╭─ Listed entries

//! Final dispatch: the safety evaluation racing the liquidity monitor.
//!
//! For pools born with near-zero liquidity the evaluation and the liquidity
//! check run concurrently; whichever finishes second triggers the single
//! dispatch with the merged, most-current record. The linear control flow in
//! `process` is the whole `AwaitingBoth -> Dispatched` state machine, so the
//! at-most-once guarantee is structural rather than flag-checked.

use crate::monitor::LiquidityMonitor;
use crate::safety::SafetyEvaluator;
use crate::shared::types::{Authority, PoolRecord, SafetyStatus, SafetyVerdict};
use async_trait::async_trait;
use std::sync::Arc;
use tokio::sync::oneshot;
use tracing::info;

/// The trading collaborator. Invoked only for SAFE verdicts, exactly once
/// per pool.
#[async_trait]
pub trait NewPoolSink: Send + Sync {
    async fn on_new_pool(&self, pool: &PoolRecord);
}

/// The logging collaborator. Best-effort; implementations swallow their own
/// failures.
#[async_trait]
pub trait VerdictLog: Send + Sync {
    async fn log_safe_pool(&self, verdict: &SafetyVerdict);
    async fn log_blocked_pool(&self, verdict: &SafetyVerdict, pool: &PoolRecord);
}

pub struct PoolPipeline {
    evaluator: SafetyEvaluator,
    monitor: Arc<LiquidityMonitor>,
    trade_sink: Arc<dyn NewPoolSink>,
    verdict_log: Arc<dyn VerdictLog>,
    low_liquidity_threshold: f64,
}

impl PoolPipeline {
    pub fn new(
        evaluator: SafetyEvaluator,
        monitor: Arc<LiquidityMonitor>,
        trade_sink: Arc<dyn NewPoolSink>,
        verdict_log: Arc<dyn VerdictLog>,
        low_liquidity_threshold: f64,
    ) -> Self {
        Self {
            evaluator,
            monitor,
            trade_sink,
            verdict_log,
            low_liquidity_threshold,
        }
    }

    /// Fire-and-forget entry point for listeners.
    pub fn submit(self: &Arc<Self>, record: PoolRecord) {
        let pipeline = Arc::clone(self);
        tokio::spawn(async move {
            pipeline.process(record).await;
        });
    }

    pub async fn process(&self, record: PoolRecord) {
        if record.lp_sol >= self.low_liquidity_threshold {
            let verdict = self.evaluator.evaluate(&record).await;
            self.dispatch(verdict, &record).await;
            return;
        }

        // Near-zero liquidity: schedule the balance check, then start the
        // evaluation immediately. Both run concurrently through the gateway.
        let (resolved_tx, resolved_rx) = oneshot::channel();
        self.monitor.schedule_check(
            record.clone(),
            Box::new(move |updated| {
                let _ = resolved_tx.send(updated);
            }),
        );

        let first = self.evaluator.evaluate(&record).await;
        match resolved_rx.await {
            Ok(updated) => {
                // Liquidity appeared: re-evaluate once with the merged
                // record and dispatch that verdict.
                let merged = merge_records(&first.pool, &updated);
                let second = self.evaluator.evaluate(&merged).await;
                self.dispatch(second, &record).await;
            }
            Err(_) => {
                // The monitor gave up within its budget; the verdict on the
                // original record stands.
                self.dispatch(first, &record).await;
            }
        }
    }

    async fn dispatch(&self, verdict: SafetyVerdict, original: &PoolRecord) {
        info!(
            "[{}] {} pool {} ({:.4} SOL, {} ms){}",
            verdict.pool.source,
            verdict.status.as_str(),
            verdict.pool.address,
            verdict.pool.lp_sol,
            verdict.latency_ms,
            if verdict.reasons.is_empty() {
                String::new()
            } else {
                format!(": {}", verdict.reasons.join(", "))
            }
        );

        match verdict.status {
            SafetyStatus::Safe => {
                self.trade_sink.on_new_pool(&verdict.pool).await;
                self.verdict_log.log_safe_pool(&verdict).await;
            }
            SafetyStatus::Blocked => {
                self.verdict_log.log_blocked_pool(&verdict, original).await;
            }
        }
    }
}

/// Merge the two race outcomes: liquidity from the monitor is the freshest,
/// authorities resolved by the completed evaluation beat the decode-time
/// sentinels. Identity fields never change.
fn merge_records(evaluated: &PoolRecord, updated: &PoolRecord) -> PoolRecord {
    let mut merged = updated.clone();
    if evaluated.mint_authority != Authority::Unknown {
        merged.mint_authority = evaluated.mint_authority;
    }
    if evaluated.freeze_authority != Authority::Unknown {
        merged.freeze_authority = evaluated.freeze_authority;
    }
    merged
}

╰─
╭─ Listed entries

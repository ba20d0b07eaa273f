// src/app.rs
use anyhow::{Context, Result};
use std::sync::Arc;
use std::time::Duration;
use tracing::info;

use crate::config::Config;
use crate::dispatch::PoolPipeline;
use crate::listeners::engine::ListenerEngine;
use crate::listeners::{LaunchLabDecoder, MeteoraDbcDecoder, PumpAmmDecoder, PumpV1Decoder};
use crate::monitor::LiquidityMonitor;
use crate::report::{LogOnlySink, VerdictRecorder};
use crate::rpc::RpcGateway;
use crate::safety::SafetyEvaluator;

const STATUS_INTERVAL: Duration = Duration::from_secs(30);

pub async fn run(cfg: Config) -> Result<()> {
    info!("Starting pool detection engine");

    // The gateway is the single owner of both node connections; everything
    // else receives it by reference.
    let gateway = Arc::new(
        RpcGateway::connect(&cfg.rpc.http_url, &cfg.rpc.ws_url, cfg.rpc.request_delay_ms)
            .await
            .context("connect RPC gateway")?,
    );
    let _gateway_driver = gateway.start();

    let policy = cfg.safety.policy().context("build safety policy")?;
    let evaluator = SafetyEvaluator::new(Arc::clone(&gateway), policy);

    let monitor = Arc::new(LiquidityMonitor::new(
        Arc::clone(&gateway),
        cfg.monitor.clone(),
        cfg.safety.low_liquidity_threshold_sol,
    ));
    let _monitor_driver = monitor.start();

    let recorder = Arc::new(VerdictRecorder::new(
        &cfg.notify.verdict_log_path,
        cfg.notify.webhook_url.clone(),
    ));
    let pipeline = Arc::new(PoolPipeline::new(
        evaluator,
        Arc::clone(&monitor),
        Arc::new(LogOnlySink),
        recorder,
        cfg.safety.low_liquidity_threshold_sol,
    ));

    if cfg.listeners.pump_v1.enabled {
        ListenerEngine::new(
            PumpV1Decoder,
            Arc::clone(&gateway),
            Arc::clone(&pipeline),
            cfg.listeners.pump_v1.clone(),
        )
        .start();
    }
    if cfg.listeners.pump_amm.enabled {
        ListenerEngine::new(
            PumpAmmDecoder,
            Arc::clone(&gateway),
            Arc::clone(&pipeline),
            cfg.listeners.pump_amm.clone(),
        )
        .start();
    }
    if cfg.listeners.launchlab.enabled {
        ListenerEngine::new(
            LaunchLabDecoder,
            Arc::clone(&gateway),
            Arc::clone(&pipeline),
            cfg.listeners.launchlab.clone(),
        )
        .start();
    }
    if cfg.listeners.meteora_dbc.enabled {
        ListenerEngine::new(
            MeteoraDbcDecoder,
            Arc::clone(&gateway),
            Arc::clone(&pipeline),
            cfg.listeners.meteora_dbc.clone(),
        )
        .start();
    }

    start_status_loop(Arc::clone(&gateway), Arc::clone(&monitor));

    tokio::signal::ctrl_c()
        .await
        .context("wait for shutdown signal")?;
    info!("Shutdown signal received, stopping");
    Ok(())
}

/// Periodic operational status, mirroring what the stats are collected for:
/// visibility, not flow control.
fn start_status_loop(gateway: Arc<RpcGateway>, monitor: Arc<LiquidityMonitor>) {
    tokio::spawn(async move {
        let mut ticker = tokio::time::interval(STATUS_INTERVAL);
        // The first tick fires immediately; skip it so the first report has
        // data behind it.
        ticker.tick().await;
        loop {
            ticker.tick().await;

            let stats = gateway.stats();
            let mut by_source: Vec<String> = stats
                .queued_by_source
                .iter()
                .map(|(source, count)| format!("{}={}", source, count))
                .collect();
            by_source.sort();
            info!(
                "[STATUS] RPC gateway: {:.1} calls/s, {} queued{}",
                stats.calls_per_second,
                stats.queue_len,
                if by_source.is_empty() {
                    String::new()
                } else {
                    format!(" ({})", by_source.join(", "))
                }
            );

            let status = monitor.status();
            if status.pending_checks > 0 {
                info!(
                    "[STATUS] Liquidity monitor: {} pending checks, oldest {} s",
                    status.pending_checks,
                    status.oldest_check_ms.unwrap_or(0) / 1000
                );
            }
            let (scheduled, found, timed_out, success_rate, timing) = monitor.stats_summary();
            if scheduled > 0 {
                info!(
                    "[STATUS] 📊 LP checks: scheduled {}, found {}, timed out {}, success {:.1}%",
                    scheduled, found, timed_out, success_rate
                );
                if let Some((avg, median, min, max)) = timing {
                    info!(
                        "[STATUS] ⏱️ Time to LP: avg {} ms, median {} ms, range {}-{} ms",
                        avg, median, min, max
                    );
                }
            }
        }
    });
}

╰─

## Exercise
Look in the material above for the line with "pipeline.process(record).await;" and the line with "let verdict = self.evaluator.evaluate(&record).await;", and transcribe exactly those lines and all lines between them, nothing more.

## Output of the exercise
            pipeline.process(record).await;
        });
    }

    pub async fn process(&self, record: PoolRecord) {
        if record.lp_sol >= self.low_liquidity_threshold {
            let verdict = self.evaluator.evaluate(&record).await;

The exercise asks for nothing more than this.